We begin with a basic, but inclusive definition of the process of learning: An agent learns when experience systematically alters its behavior and/or its knowledge (Argote, 1999; Miner & Mezias, 1996). This definition characterizes both simple trial and error repetition of apparently fruitful actions and complex intellectual discovery processes as forms of learning. Consistent with this definition, we see a change in the distribution of routines, practices or behaviors in the learning system as an important learning outcome. This might, but does not necessarily, include cognitive routines such as scripts, mental models or theories. Like March and his colleagues, we define the learning outcome in terms of a change in organizational routines or practices, not through outcomes such as greater productivity (Levitt & March, 1988).

The link between a context and behavioral routines evoked in that context may or may not, then, be mediated by a knowledge structure. For example, an adaptive system that adjusts future behavior through a simple feedback loop can be seen as ‘learning,’ although there is no notion of intellectual activity. On the other hand, sometimes learning involves creating or updating a mental map, theories about cause and effect, or taken-for-granted assumptions about constraints or possibilities (see Walsh, 1995, for a review of managerial cognition and collective memory). In this case, experience alters behavior by re-shaping the connections in a knowledge structure, which can lead to subsequent change in the distribution of behavioral routines, practices or strategies. The process involves interaction with the world – or experience – with action informing understanding and understanding potentially informing action (Daft & Huber, 1987).

Levels of learning. Viewing a learning outcome as change in the distribution of routines and practices in a system puts a different light on concerns about levels of analysis in learning. Rather than asking whether only individuals, or also collections of individuals can learn, we point out that the distribution of routines, or patterned behavior can shift at many levels of analysis. Clearly experience can systematically alter the future behavior and/or knowledge structures of both individuals and collective actors.

In recent years scholars have increasingly emphasized that learning at one level of analysis is not merely the simple aggregation of learning at lower levels of analysis. Even the individual mind may be thought of productively as a complex ecology of interacting ideas (Bateson, 1972). Complex systems of interaction produce emergent properties that cannot necessarily be predicted on understanding the system’s components’ individual propensities (Cowan, 1994; Hutchins, 1991; Simon, 1996). Learning at one level may be unrelated to, or even inconsistent with effective learning at another level. For example, Argote (1999) shows in detail how learning at the individual level can inhibit learning at the level of social groups, and a simulation by Lounamaa & March (1987) suggests simultaneous rapid learning by different parts of organizations can reduce learning effectiveness. These considerations suggest that collective learning is a worthy object of study in its own right.
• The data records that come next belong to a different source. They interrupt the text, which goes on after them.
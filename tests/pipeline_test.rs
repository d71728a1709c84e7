use std::path::Path;
use std::sync::Arc;

use async_trait::async_trait;
use rusqlite::Connection;
use tempfile::TempDir;

use nl_viz::chart::ChartKind;
use nl_viz::config::AppConfig;
use nl_viz::llm::{LlmError, LlmManager, SqlGenerator};
use nl_viz::pipeline::{self, AskError};
use nl_viz::web::state::AppState;

struct FixedSql(&'static str);

#[async_trait]
impl SqlGenerator for FixedSql {
    async fn generate_sql(&self, _question: &str) -> Result<String, LlmError> {
        Ok(self.0.to_string())
    }
}

struct FailingGenerator;

#[async_trait]
impl SqlGenerator for FailingGenerator {
    async fn generate_sql(&self, _question: &str) -> Result<String, LlmError> {
        Err(LlmError::ConnectionError("model offline".to_string()))
    }
}

fn seed_database(path: &Path) {
    let conn = Connection::open(path).unwrap();
    conn.execute_batch(
        "CREATE TABLE retails_sales (
            Transaction_ID INT PRIMARY KEY,
            Date DATE,
            Customer_ID VARCHAR(10),
            Gender VARCHAR(10),
            Age INT,
            Product_Category VARCHAR(50),
            Quantity INT,
            Price_per_Unit DECIMAL(10, 2),
            Total_Amount DECIMAL(10, 2)
        );
        INSERT INTO retails_sales VALUES
            (1, '2023-01-01', 'CUST001', 'Male', 34, 'Electronics', 2, 50.0, 100.0),
            (2, '2023-01-02', 'CUST002', 'Female', 26, 'Clothing', 1, 30.0, 30.0),
            (3, '2023-01-03', 'CUST003', 'Male', 50, 'Electronics', 3, 25.0, 75.0);",
    )
    .unwrap();
}

fn test_state(dir: &TempDir, generator: Box<dyn SqlGenerator + Send + Sync>) -> Arc<AppState> {
    let db_path = dir.path().join("retails.db");
    seed_database(&db_path);

    let mut config = AppConfig::default();
    config.database.path = db_path.to_string_lossy().to_string();

    Arc::new(AppState::new(config, LlmManager::from_generator(generator)))
}

#[tokio::test]
async fn count_question_shows_table_but_no_chart() {
    let dir = TempDir::new().unwrap();
    let state = test_state(
        &dir,
        Box::new(FixedSql("```sql\nSELECT COUNT(*) FROM retails_sales;\n```")),
    );

    let outcome = pipeline::answer_question(&state, "How many records are in the table?", None)
        .await
        .unwrap();

    assert_eq!(outcome.sql, "SELECT COUNT(*) FROM retails_sales;");
    assert_eq!(outcome.result.row_count(), 1);
    assert_eq!(outcome.result.columns.len(), 1);
    assert_eq!(outcome.result.rows[0][0], serde_json::json!(3));
    // No keyword match, so the default kind applies; one column cannot be
    // drawn as a bar chart.
    assert_eq!(outcome.chart_kind, ChartKind::Bar);
    assert!(outcome.chart.is_none());
    assert!(!outcome.cache_hit);
}

#[tokio::test]
async fn trend_question_yields_a_line_chart() {
    let dir = TempDir::new().unwrap();
    let state = test_state(
        &dir,
        Box::new(FixedSql(
            "SELECT Date, Total_Amount FROM retails_sales ORDER BY Date;",
        )),
    );

    let outcome = pipeline::answer_question(&state, "Show sales trend over time", None)
        .await
        .unwrap();

    assert_eq!(outcome.chart_kind, ChartKind::Line);
    let figure = outcome.chart.unwrap();
    assert_eq!(figure["data"][0]["x"][0], serde_json::json!("2023-01-01"));
    assert_eq!(figure["data"][0]["y"][0], serde_json::json!(100.0));
    assert_eq!(figure["layout"]["xaxis"]["title"], serde_json::json!("Date"));
    assert_eq!(
        figure["layout"]["yaxis"]["title"],
        serde_json::json!("Total_Amount")
    );
}

#[tokio::test]
async fn second_ask_hits_the_cache() {
    let dir = TempDir::new().unwrap();
    let state = test_state(
        &dir,
        Box::new(FixedSql("SELECT COUNT(*) FROM retails_sales;")),
    );

    let first = pipeline::answer_question(&state, "How many records?", None)
        .await
        .unwrap();
    assert!(!first.cache_hit);

    let second = pipeline::answer_question(&state, "How many records?", None)
        .await
        .unwrap();
    assert!(second.cache_hit);
    assert_eq!(first.sql, second.sql);
    assert_eq!(first.result.rows, second.result.rows);
}

#[tokio::test]
async fn cached_answer_can_be_redrawn_with_another_kind() {
    let dir = TempDir::new().unwrap();
    let state = test_state(
        &dir,
        Box::new(FixedSql(
            "SELECT Product_Category, SUM(Quantity) FROM retails_sales GROUP BY Product_Category;",
        )),
    );

    let auto = pipeline::answer_question(&state, "quantities sold by category", None)
        .await
        .unwrap();
    assert_eq!(auto.chart_kind, ChartKind::Bar);

    let pie = pipeline::answer_question(
        &state,
        "quantities sold by category",
        Some(ChartKind::Pie),
    )
    .await
    .unwrap();
    assert!(pie.cache_hit);
    assert_eq!(pie.chart_kind, ChartKind::Pie);
    assert_eq!(
        pie.chart.unwrap()["data"][0]["type"],
        serde_json::json!("pie")
    );
}

#[tokio::test]
async fn empty_result_still_returns_a_table() {
    let dir = TempDir::new().unwrap();
    let state = test_state(
        &dir,
        Box::new(FixedSql(
            "SELECT Date, Total_Amount FROM retails_sales WHERE Age > 99;",
        )),
    );

    let outcome = pipeline::answer_question(&state, "sales trend for centenarians", None)
        .await
        .unwrap();

    assert_eq!(outcome.result.columns, vec!["Date", "Total_Amount"]);
    assert!(outcome.result.is_empty());
    assert!(outcome.chart.is_none());
}

#[tokio::test]
async fn generation_failure_surfaces_as_error() {
    let dir = TempDir::new().unwrap();
    let state = test_state(&dir, Box::new(FailingGenerator));

    let err = pipeline::answer_question(&state, "anything", None)
        .await
        .unwrap_err();
    assert!(matches!(err, AskError::Generation(_)));
}

#[tokio::test]
async fn bad_sql_surfaces_as_execution_error() {
    let dir = TempDir::new().unwrap();
    let state = test_state(&dir, Box::new(FixedSql("SELECT nope FROM missing;")));

    let err = pipeline::answer_question(&state, "anything", None)
        .await
        .unwrap_err();
    assert!(matches!(err, AskError::Execution(_)));

    // Failed questions are not cached; the next ask generates again.
    let err = pipeline::answer_question(&state, "anything", None)
        .await
        .unwrap_err();
    assert!(matches!(err, AskError::Execution(_)));
}
pub mod prompt;
pub mod providers;
pub mod sanitize;

use crate::config::LlmConfig;
use async_trait::async_trait;
use std::error::Error;
use std::fmt;

#[derive(Debug)]
pub enum LlmError {
    ConnectionError(String),
    ResponseError(String),
    ConfigError(String),
}

impl fmt::Display for LlmError {
    fn fmt(&self, f: &mut fmt::Formatter<'_>) -> fmt::Result {
        match self {
            LlmError::ConnectionError(msg) => write!(f, "LLM connection error: {}", msg),
            LlmError::ResponseError(msg) => write!(f, "LLM response error: {}", msg),
            LlmError::ConfigError(msg) => write!(f, "LLM configuration error: {}", msg),
        }
    }
}

impl Error for LlmError {}

/// Turns a natural-language question into raw completion text that should
/// contain a SQL statement. No validation happens here; the sanitizer and
/// the executor deal with whatever comes back.
#[async_trait]
pub trait SqlGenerator: Send + Sync {
    async fn generate_sql(&self, question: &str) -> Result<String, LlmError>;
}

pub struct LlmManager {
    generator: Box<dyn SqlGenerator + Send + Sync>,
}

impl LlmManager {
    pub fn new(config: &LlmConfig) -> Result<Self, LlmError> {
        let generator: Box<dyn SqlGenerator + Send + Sync> = match config.backend.as_str() {
            "gemini" => Box::new(providers::gemini::GeminiProvider::new(config)?),
            "ollama" => Box::new(providers::ollama::OllamaProvider::new(config)?),
            _ => {
                return Err(LlmError::ConfigError(format!(
                    "Unsupported LLM backend: {}",
                    config.backend
                )))
            }
        };

        Ok(Self { generator })
    }

    /// Wrap an existing generator. Lets tests stub the model out.
    pub fn from_generator(generator: Box<dyn SqlGenerator + Send + Sync>) -> Self {
        Self { generator }
    }

    pub async fn generate_sql(&self, question: &str) -> Result<String, LlmError> {
        self.generator.generate_sql(question).await
    }
}

#[cfg(test)]
mod tests {
    use super::*;
    use crate::config::LlmConfig;

    struct Echo;

    #[async_trait]
    impl SqlGenerator for Echo {
        async fn generate_sql(&self, question: &str) -> Result<String, LlmError> {
            Ok(format!("-- {}", question))
        }
    }

    #[test]
    fn unsupported_backend_is_a_config_error() {
        let config = LlmConfig {
            backend: "palm".to_string(),
            model: "whatever".to_string(),
            api_key: None,
            api_url: None,
            timeout_secs: 60,
        };
        assert!(matches!(
            LlmManager::new(&config),
            Err(LlmError::ConfigError(_))
        ));
    }

    #[tokio::test]
    async fn from_generator_dispatches() {
        let manager = LlmManager::from_generator(Box::new(Echo));
        let out = manager.generate_sql("hello").await.unwrap();
        assert_eq!(out, "-- hello");
    }
}
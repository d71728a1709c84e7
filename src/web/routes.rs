use axum::{
    routing::{get, post},
    Router,
};
use std::sync::Arc;

use super::handlers;
use super::static_files::static_handler;
use super::state::AppState;

// UI Routes - web interface
pub fn ui_routes() -> Router<Arc<AppState>> {
    Router::new()
        .route(
            "/",
            get(handlers::ui::index_handler).post(handlers::ui::ask_handler),
        )
        .route("/static/{*path}", get(static_handler))
}

// API Routes - REST API for programmatic access
pub fn api_routes() -> Router<Arc<AppState>> {
    Router::new().nest(
        "/api",
        Router::new()
            .route("/ask", post(handlers::api::ask))
            .route("/schema", get(handlers::api::get_schema))
            .route("/status", get(handlers::api::system_status)),
    )
}
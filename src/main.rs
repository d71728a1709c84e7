use clap::Parser;
use std::sync::Arc;
use tracing::{error, info};

use nl_viz::config::{AppConfig, CliArgs};
use nl_viz::ingest::csv::CsvLoader;
use nl_viz::llm::LlmManager;
use nl_viz::util::logging::init_tracing;
use nl_viz::web::{self, state::AppState};

#[tokio::main]
async fn main() -> Result<(), Box<dyn std::error::Error>> {
    // Initialize logging
    init_tracing();

    // Parse command line arguments
    let args = CliArgs::parse();

    // Load configuration
    let config = match AppConfig::new(&args) {
        Ok(config) => config,
        Err(e) => {
            error!("Failed to load configuration: {}", e);
            return Err(e.into());
        }
    };

    // Loader mode: populate the database from a CSV and exit
    if let Some(csv_path) = &args.load {
        info!(
            "Loading {} into {}",
            csv_path.display(),
            config.database.path
        );
        let loader = CsvLoader::new(config.database.path.as_str());
        let rows = loader.load(csv_path)?;
        info!("Done: {} rows loaded", rows);
        return Ok(());
    }

    // Initialize the LLM backend; a missing API key is fatal here
    info!("Initializing LLM manager with backend: {}", config.llm.backend);
    let llm_manager = match LlmManager::new(&config.llm) {
        Ok(manager) => manager,
        Err(e) => {
            error!("Failed to initialize LLM backend: {}", e);
            return Err(e.into());
        }
    };

    // Create application state
    let state = Arc::new(AppState::new(config.clone(), llm_manager));

    // Start the web server
    info!(
        "Starting nl-viz server on {}:{}",
        config.web.host, config.web.port
    );
    match web::run_server(config.web, state).await {
        Ok(_) => info!("Server stopped gracefully"),
        Err(e) => {
            error!("Server error: {}", e);
            return Err(Box::new(std::io::Error::new(
                std::io::ErrorKind::Other,
                e.to_string(),
            )) as Box<dyn std::error::Error>);
        }
    }

    Ok(())
}
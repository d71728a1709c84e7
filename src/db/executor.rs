use regex::Regex;
use rusqlite::types::ValueRef;
use rusqlite::Connection;
use std::path::PathBuf;
use tracing::{debug, info};

use crate::db::{DbError, ResultSet};

/// Runs SQL against the SQLite file, one fresh connection per call.
#[derive(Clone)]
pub struct QueryExecutor {
    db_path: PathBuf,
    read_only: bool,
}

impl QueryExecutor {
    pub fn new(db_path: impl Into<PathBuf>, read_only: bool) -> Self {
        Self {
            db_path: db_path.into(),
            read_only,
        }
    }

    /// Execute a statement as-is and fetch every row eagerly.
    ///
    /// Column names come from the statement metadata; a statement that
    /// projects no columns (DDL/DML) yields an empty ResultSet.
    pub fn execute(&self, sql: &str) -> Result<ResultSet, DbError> {
        if self.read_only && !is_read_statement(sql) {
            info!("Rejecting non-read statement: {}", first_keyword(sql));
            return Err(DbError::RejectedStatement(first_keyword(sql)));
        }

        debug!("Executing against {}: {}", self.db_path.display(), sql);

        let conn = Connection::open(&self.db_path)
            .map_err(|e| DbError::Connection(e.to_string()))?;

        let mut stmt = conn
            .prepare(sql)
            .map_err(|e| DbError::Execution(e.to_string()))?;

        let columns: Vec<String> = stmt
            .column_names()
            .iter()
            .map(|name| name.to_string())
            .collect();
        let column_count = columns.len();

        let mut out = Vec::new();
        let mut rows = stmt
            .query([])
            .map_err(|e| DbError::Execution(e.to_string()))?;

        while let Some(row) = rows
            .next()
            .map_err(|e| DbError::Execution(e.to_string()))?
        {
            let mut record = Vec::with_capacity(column_count);
            for i in 0..column_count {
                let value = row
                    .get_ref(i)
                    .map(value_to_json)
                    .unwrap_or(serde_json::Value::Null);
                record.push(value);
            }
            out.push(record);
        }

        Ok(ResultSet { columns, rows: out })
    }
}

fn is_read_statement(sql: &str) -> bool {
    let re = Regex::new(r"(?i)^\s*(select|with|explain|pragma)\b").unwrap();
    re.is_match(sql)
}

fn first_keyword(sql: &str) -> String {
    sql.split_whitespace()
        .next()
        .unwrap_or("")
        .to_uppercase()
}

fn value_to_json(value: ValueRef<'_>) -> serde_json::Value {
    match value {
        ValueRef::Null => serde_json::Value::Null,
        ValueRef::Integer(i) => serde_json::Value::from(i),
        ValueRef::Real(f) => serde_json::Number::from_f64(f)
            .map(serde_json::Value::Number)
            .unwrap_or(serde_json::Value::Null),
        ValueRef::Text(text) => {
            serde_json::Value::String(String::from_utf8_lossy(text).into_owned())
        }
        ValueRef::Blob(blob) => serde_json::Value::String(format!("<{} byte blob>", blob.len())),
    }
}
use clap::Parser;
use config::{Config, ConfigError, File};
use serde::Deserialize;
use std::path::{Path, PathBuf};

#[derive(Debug, Deserialize, Clone)]
pub struct DatabaseConfig {
    pub path: String,
    /// When true, statements whose first keyword is not a read are rejected
    /// before execution.
    pub read_only: bool,
    pub query_timeout_secs: u64,
}

#[derive(Debug, Deserialize, Clone)]
pub struct WebConfig {
    pub host: String,
    pub port: u16,
}

#[derive(Debug, Deserialize, Clone)]
pub struct LlmConfig {
    pub backend: String, // "gemini" or "ollama"
    pub model: String,   // Model name
    pub api_key: Option<String>,
    pub api_url: Option<String>,
    pub timeout_secs: u64,
}

#[derive(Debug, Deserialize, Clone)]
pub struct CacheConfig {
    pub enabled: bool,
    pub ttl_secs: u64,
}

#[derive(Debug, Deserialize, Clone)]
pub struct AppConfig {
    pub database: DatabaseConfig,
    pub web: WebConfig,
    pub llm: LlmConfig,
    pub cache: CacheConfig,
}

#[derive(Parser, Debug)]
#[command(author, version, about, long_about = None)]
pub struct CliArgs {
    /// Path to configuration file
    #[arg(short, long, value_name = "FILE")]
    pub config: Option<PathBuf>,

    /// Host to bind to
    #[arg(long)]
    pub host: Option<String>,

    /// Port to bind to
    #[arg(short, long)]
    pub port: Option<u16>,

    /// Path to the SQLite database file
    #[arg(long)]
    pub db: Option<String>,

    /// Load a retail-sales CSV into the database and exit
    #[arg(long, value_name = "CSV")]
    pub load: Option<PathBuf>,
}

impl AppConfig {
    pub fn new(args: &CliArgs) -> Result<Self, ConfigError> {
        // Start with default configuration
        let mut config_builder = Config::builder()
            .set_default("database.path", "retails.db")?
            .set_default("database.read_only", false)?
            .set_default("database.query_timeout_secs", 30_u64)?
            .set_default("web.host", "127.0.0.1")?
            .set_default("web.port", 3000_u64)?
            .set_default("llm.backend", "gemini")?
            .set_default("llm.model", "gemini-pro")?
            .set_default("llm.timeout_secs", 60_u64)?
            .set_default("cache.enabled", true)?
            .set_default("cache.ttl_secs", 300_u64)?;

        // Add configuration from file if specified
        if let Some(config_path) = &args.config {
            config_builder = config_builder.add_source(File::from(config_path.as_path()));
        } else {
            // Check for config in default locations
            let default_locations = vec![
                "config.toml",
                "config/config.toml",
                "/etc/nl-viz/config.toml",
            ];

            for location in default_locations {
                if Path::new(location).exists() {
                    config_builder =
                        config_builder.add_source(File::new(location, config::FileFormat::Toml));
                    break;
                }
            }
        }

        // Build the config
        let mut config: AppConfig = config_builder.build()?.try_deserialize()?;

        // Override with command line args if provided
        if let Some(host) = &args.host {
            config.web.host = host.clone();
        }
        if let Some(port) = args.port {
            config.web.port = port;
        }
        if let Some(db) = &args.db {
            config.database.path = db.clone();
        }

        Ok(config)
    }
}

// Default implementation
impl Default for AppConfig {
    fn default() -> Self {
        Self {
            database: DatabaseConfig {
                path: "retails.db".to_string(),
                read_only: false,
                query_timeout_secs: 30,
            },
            web: WebConfig {
                host: "127.0.0.1".to_string(),
                port: 3000,
            },
            llm: LlmConfig {
                backend: "gemini".to_string(),
                model: "gemini-pro".to_string(),
                api_key: None,
                api_url: None,
                timeout_secs: 60,
            },
            cache: CacheConfig {
                enabled: true,
                ttl_secs: 300,
            },
        }
    }
}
We cannot always reduce a collectivity’s learning to the sum of learning processes at the next lower level of analysis and action.

For this reason, to understand learning as a driver and instrument of strategy, we not only need to investigate lower levels of analysis such as learning by individual strategists or top management teams learn (e.g., Huff, 1990; Reger, 1990). We must also examine the context provided at higher levels of analysis. Organizational learning must be set in the context of learning processes and outcomes at the next higher level of analysis, involving multiple organizations that interact as they learn (March, 1991). The emergent pattern of behavior that can become strategy at the organizational level both influences and is influenced by the distribution of routines, strategies and practices in the collectivity or population to which it belongs. Expanding the definition of Baum (1996, p. 77) we define a population of organizations as a set of organizations that share at least one major semi-stable trait, activity or resource utilization pattern. An industry, for example, would represent an organizational population; a regional collection of organizations might also represent a local organizational population.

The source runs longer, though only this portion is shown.